Obesity

How weight gain could be reducing your sense of taste

A new study in mice has revealed how weight gain could be changing the way you taste food
A new study in mice has revealed how weight gain could be changing the way you taste food

An important new study from researchers at Cornell University has found that when mice become obese they can also lose up to 25 percent of their taste buds. This connection between obesity and taste has previously been observed in humans, but this is the first research to potentially uncover a biological explanation behind the phenomenon.

A few years ago John Morton from the Stanford University School of Medicine presented some research, inspired by his clinical practice, finding obese patients reported an increase in taste sensitivity following bariatric surgery. Morton's study found 87 percent of patients reported a change in how food tastes following the surgery, but at the time there was no evidence to suggest that there was any fundamental anatomical change occurring.

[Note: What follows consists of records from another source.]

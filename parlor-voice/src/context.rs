//! Voice context
//!
//! Explicit handle on one voice service instance: configuration, playback
//! engine, synthesis pipeline and event bus. Built once at startup and passed
//! to every collaborator; cloning shares the same instance.

use crate::config::VoiceConfig;
use crate::error::{Error, Result};
use crate::playback::{
    AudioOutput, ClockedOutput, EngineStats, Payload, PlaybackCallbacks, PlaybackEngine,
    PlaybackOutcome, PlaybackRequest,
};
use crate::state::SharedState;
use crate::synthesis::{
    AudioResult, BackendDescriptor, BackendStatus, CacheStats, Shortfall, SynthesisBackend,
    SynthesisOptions, SynthesisPipeline,
};
use parlor_common::{Channel, ParticipantId, Priority, Usage};
use serde::{Deserialize, Serialize};
use std::fmt;
use std::sync::Arc;
use tokio::task::JoinHandle;
use tokio_util::sync::CancellationToken;
use tracing::{debug, info, warn};

type AudioGeneratedCallback = Box<dyn FnOnce(Option<&AudioResult>) + Send + 'static>;

/// Voice and style parameters for one request
#[derive(Debug, Clone, PartialEq, Serialize, Deserialize)]
#[serde(default)]
pub struct VoiceParams {
    pub lang: Option<String>,
    pub speaker: Option<String>,
    pub speed: Option<f32>,
    /// Item volume (0.0-1.0)
    pub volume: f32,
}

impl Default for VoiceParams {
    fn default() -> Self {
        Self {
            lang: None,
            speaker: None,
            speed: None,
            volume: 1.0,
        }
    }
}

/// Options for [`VoiceContext::speak`] and [`VoiceContext::play_prerendered`]
#[derive(Default)]
pub struct SpeakOptions {
    /// Explicit channel; `system` selects the announcement channel
    pub channel: Option<Channel>,
    pub participant_id: Option<ParticipantId>,
    pub priority: Priority,
    pub voice: VoiceParams,
    pub callbacks: PlaybackCallbacks,
    /// Hint of the current participant count
    pub total_participants: Option<usize>,
    on_audio_generated: Option<AudioGeneratedCallback>,
}

impl SpeakOptions {
    /// Announcement on the system channel
    pub fn system(priority: Priority) -> Self {
        Self {
            channel: Some(Channel::System),
            priority,
            ..Default::default()
        }
    }

    /// Chatter from a participant
    pub fn participant(participant_id: ParticipantId, priority: Priority) -> Self {
        Self {
            participant_id: Some(participant_id),
            priority,
            ..Default::default()
        }
    }

    pub fn with_channel(mut self, channel: Channel) -> Self {
        self.channel = Some(channel);
        self
    }

    pub fn with_participant(mut self, participant_id: ParticipantId) -> Self {
        self.participant_id = Some(participant_id);
        self
    }

    pub fn with_priority(mut self, priority: Priority) -> Self {
        self.priority = priority;
        self
    }

    pub fn with_voice(mut self, voice: VoiceParams) -> Self {
        self.voice = voice;
        self
    }

    pub fn with_callbacks(mut self, callbacks: PlaybackCallbacks) -> Self {
        self.callbacks = callbacks;
        self
    }

    pub fn with_total_participants(mut self, total: usize) -> Self {
        self.total_participants = Some(total);
        self
    }

    /// Called once audio is available, or once it is certain there is none
    pub fn on_audio_generated(
        mut self,
        f: impl FnOnce(Option<&AudioResult>) + Send + 'static,
    ) -> Self {
        self.on_audio_generated = Some(Box::new(f));
        self
    }

    fn usage(&self) -> Usage {
        match (self.channel, self.participant_id) {
            (Some(Channel::System), _) => Usage::System,
            (_, Some(_)) | (Some(Channel::Participant(_)), None) => Usage::Participant,
            (None, None) => Usage::System,
        }
    }

    fn playback_request(&mut self, payload: Payload, label: String) -> PlaybackRequest {
        PlaybackRequest {
            usage: self.usage(),
            participant_id: self.participant_id,
            priority: self.priority,
            volume: self.voice.volume,
            payload,
            callbacks: std::mem::take(&mut self.callbacks),
            total_participants: self.total_participants,
            label,
        }
    }
}

impl fmt::Debug for SpeakOptions {
    fn fmt(&self, f: &mut fmt::Formatter<'_>) -> fmt::Result {
        f.debug_struct("SpeakOptions")
            .field("channel", &self.channel)
            .field("participant_id", &self.participant_id)
            .field("priority", &self.priority)
            .field("voice", &self.voice)
            .finish_non_exhaustive()
    }
}

/// How a speech request ended
#[derive(Debug, Clone, Copy, PartialEq, Eq, Serialize)]
#[serde(rename_all = "snake_case")]
pub enum SpeakOutcome {
    /// Audio was played (to the end or until stopped)
    Played(PlaybackOutcome),
    /// No backend produced audio in time; nothing was played
    NoAudio,
}

/// Combined service statistics
#[derive(Debug, Clone, Serialize)]
pub struct VoiceStats {
    pub playback: EngineStats,
    pub cache: CacheStats,
    pub backends: Vec<BackendStatus>,
    pub speak_requests: u64,
    pub synthesis_failures: u64,
}

/// Voice service instance
#[derive(Clone)]
pub struct VoiceContext {
    config: Arc<VoiceConfig>,
    engine: PlaybackEngine,
    pipeline: Arc<SynthesisPipeline>,
    state: Arc<SharedState>,
}

impl VoiceContext {
    /// Build a context playing on the clocked output
    pub fn new(config: VoiceConfig) -> Result<Self> {
        Self::with_output(config, Arc::new(ClockedOutput::new()))
    }

    /// Build a context playing on `output`; registers the configured backends
    pub fn with_output(config: VoiceConfig, output: Arc<dyn AudioOutput>) -> Result<Self> {
        let state = Arc::new(SharedState::new());
        let engine = PlaybackEngine::new(&config, output, Arc::clone(&state));
        let pipeline = Arc::new(SynthesisPipeline::new(
            config.synthesis.clone(),
            Arc::clone(&state),
        ));

        for descriptor in &config.backends {
            pipeline.register_backend(descriptor.clone())?;
        }

        Ok(Self {
            config: Arc::new(config),
            engine,
            pipeline,
            state,
        })
    }

    pub fn config(&self) -> &VoiceConfig {
        &self.config
    }

    pub fn engine(&self) -> &PlaybackEngine {
        &self.engine
    }

    pub fn pipeline(&self) -> &Arc<SynthesisPipeline> {
        &self.pipeline
    }

    pub fn state(&self) -> &Arc<SharedState> {
        &self.state
    }

    // ========================================
    // Speech
    // ========================================

    /// Synthesize `text` and play it
    ///
    /// Resolves once the audio has played, was stopped, or turned out to be
    /// unavailable. Total synthesis failure is not an error: `on_error`
    /// fires with the cause (`BackendUnhealthy`, `SynthesisTimeout` or
    /// `SynthesisUnavailable`) and the result is `SpeakOutcome::NoAudio`. `on_audio_generated` fires in both cases,
    /// before playback starts.
    pub async fn speak(&self, text: &str, mut options: SpeakOptions) -> Result<SpeakOutcome> {
        if !self.engine.is_enabled() {
            return Err(Error::ServiceDisabled);
        }
        self.state.record_speak_request();

        let channel = self.synthesis_channel(&options);
        let synthesis_options = SynthesisOptions {
            lang: options.voice.lang.clone(),
            speaker: options.voice.speaker.clone(),
            speed: options.voice.speed,
        };

        let audio = self.pipeline.try_obtain(text, channel, &synthesis_options).await;

        if let Some(f) = options.on_audio_generated.take() {
            f(audio.as_ref().ok());
        }

        let audio = match audio {
            Ok(audio) => audio,
            Err(shortfall) => {
                let err = shortfall_error(shortfall, channel);
                warn!("Speech dropped: {}", err);
                options.callbacks.fire_error(&err);
                return Ok(SpeakOutcome::NoAudio);
            }
        };

        debug!(
            "Speaking {} bytes from '{}' (cached: {}, ~{} ms)",
            audio.audio.len(),
            audio.backend_id,
            audio.from_cache,
            audio.estimated_duration.as_millis()
        );

        let request = options.playback_request(Payload::Encoded(audio.audio), label_for(text));
        let ticket = self.engine.play(request)?;
        let outcome = ticket.wait().await?;
        Ok(SpeakOutcome::Played(outcome))
    }

    /// Play already-rendered audio, bypassing synthesis
    pub async fn play_prerendered(
        &self,
        audio: impl Into<Arc<[u8]>>,
        mut options: SpeakOptions,
    ) -> Result<PlaybackOutcome> {
        let request = options.playback_request(Payload::Encoded(audio.into()), "prerendered".to_string());
        let ticket = self.engine.play(request)?;
        ticket.wait().await
    }

    /// Channel whose cache slot the synthesized audio belongs to
    fn synthesis_channel(&self, options: &SpeakOptions) -> Channel {
        if let Some(channel) = options.channel {
            return channel;
        }
        match (options.usage(), options.participant_id) {
            (Usage::Participant, Some(id)) => self.engine.preferred_channel(id),
            (Usage::Participant, None) => Channel::participant(0),
            (Usage::System, _) => Channel::System,
        }
    }

    // ========================================
    // Control
    // ========================================

    /// Fix the participant ceiling; 0 derives it from the participant count
    pub fn set_concurrency_ceiling(&self, ceiling: usize) -> usize {
        let applied = if ceiling == 0 {
            self.engine.use_derived_ceiling()
        } else {
            self.engine.set_concurrency_ceiling(ceiling)
        };
        info!("Participant concurrency ceiling set to {}", applied);
        applied
    }

    pub fn update_total_participants(&self, total: usize) -> usize {
        self.engine.update_total_participants(total)
    }

    pub fn set_master_volume(&self, volume: f32) -> f32 {
        self.engine.set_master_volume(volume)
    }

    pub fn set_enabled(&self, enabled: bool) {
        self.engine.set_enabled(enabled);
    }

    pub fn is_enabled(&self) -> bool {
        self.engine.is_enabled()
    }

    /// Register an HTTP synthesis backend
    pub fn register_backend(&self, descriptor: BackendDescriptor) -> Result<()> {
        self.pipeline.register_backend(descriptor)
    }

    /// Register a custom synthesis backend implementation
    pub fn register_backend_with(
        &self,
        descriptor: BackendDescriptor,
        backend: Arc<dyn SynthesisBackend>,
    ) {
        self.pipeline.register_backend_with(descriptor, backend);
    }

    pub fn stop_channel(&self, channel: Channel) {
        self.engine.stop_channel(channel);
    }

    pub fn stop_all(&self) {
        self.engine.stop_all();
    }

    /// Start the periodic backend health monitor
    pub fn spawn_health_monitor(&self, shutdown: CancellationToken) -> JoinHandle<()> {
        self.pipeline
            .spawn_health_monitor(self.config.synthesis.health_check_interval, shutdown)
    }

    pub fn stats(&self) -> VoiceStats {
        VoiceStats {
            playback: self.engine.stats(),
            cache: self.pipeline.cache_stats(),
            backends: self.pipeline.backends(),
            speak_requests: self.state.speak_requests(),
            synthesis_failures: self.state.synthesis_failures(),
        }
    }
}

fn shortfall_error(shortfall: Shortfall, channel: Channel) -> Error {
    match shortfall {
        Shortfall::AllUnhealthy => {
            Error::BackendUnhealthy(format!("every backend for channel {} is unhealthy", channel))
        }
        Shortfall::BudgetExhausted { elapsed_ms } => Error::SynthesisTimeout(elapsed_ms),
        Shortfall::NoBackends => {
            Error::SynthesisUnavailable(format!("no enabled backend for channel {}", channel))
        }
        Shortfall::AllFailed => Error::SynthesisUnavailable(format!(
            "every backend for channel {} failed",
            channel
        )),
    }
}

/// Short log label for spoken text
fn label_for(text: &str) -> String {
    const MAX_CHARS: usize = 40;
    if text.chars().count() <= MAX_CHARS {
        return text.to_string();
    }
    let mut label: String = text.chars().take(MAX_CHARS).collect();
    label.push('…');
    label
}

Now new research conducted on mice is suggesting that weight gain causes an inflammatory response in the body that results in a significant decline in the volume of taste buds. The lifespan of a taste bud is relatively short – around 10 days. In the mouse models it was found that the number of taste bud progenitor cells declined in conjunction with a high-fat diet leading to obesity. This meant that the normal renewal process for taste buds was notably disrupted by weight gain.

"These data together suggest that gross adiposity stemming from chronic exposure to a high-fat diet is associated with a low-grade inflammatory response causing a disruption in the balancing mechanisms of taste bud maintenance and renewal," says Robin Dando, senior author on the research.

Further research revealed the mechanism behind this taste bud change stemmed from an increase in a pro-inflammatory cytokine called TNF-alpha. When mice engineered to not produce TNF-alpha were fed high-fat diets they were found to have no reduction in taste bud production despite becoming obese. And when TNF-alpha was administered directly into the tongue of healthy, lean mice, a direct decrease in taste buds was identified.

The hypothesis, if this same mechanism is also occurring in humans, would be that obesity results in a spiraling cycle that reduces a person's sensitivity to taste leading to them seeking out more intense, rich flavors. This would mean favoring foods with more sugar, salt, and fat – the golden triangle of fast food.

The good news is that this process is potentially reversible with Dando suggesting that "this is a two-way mechanism." The researcher's note this discovery should pave the way for new obesity treatments that can target this dysfunction in taste bud production.

The new research was published in the journal PLOS Biology.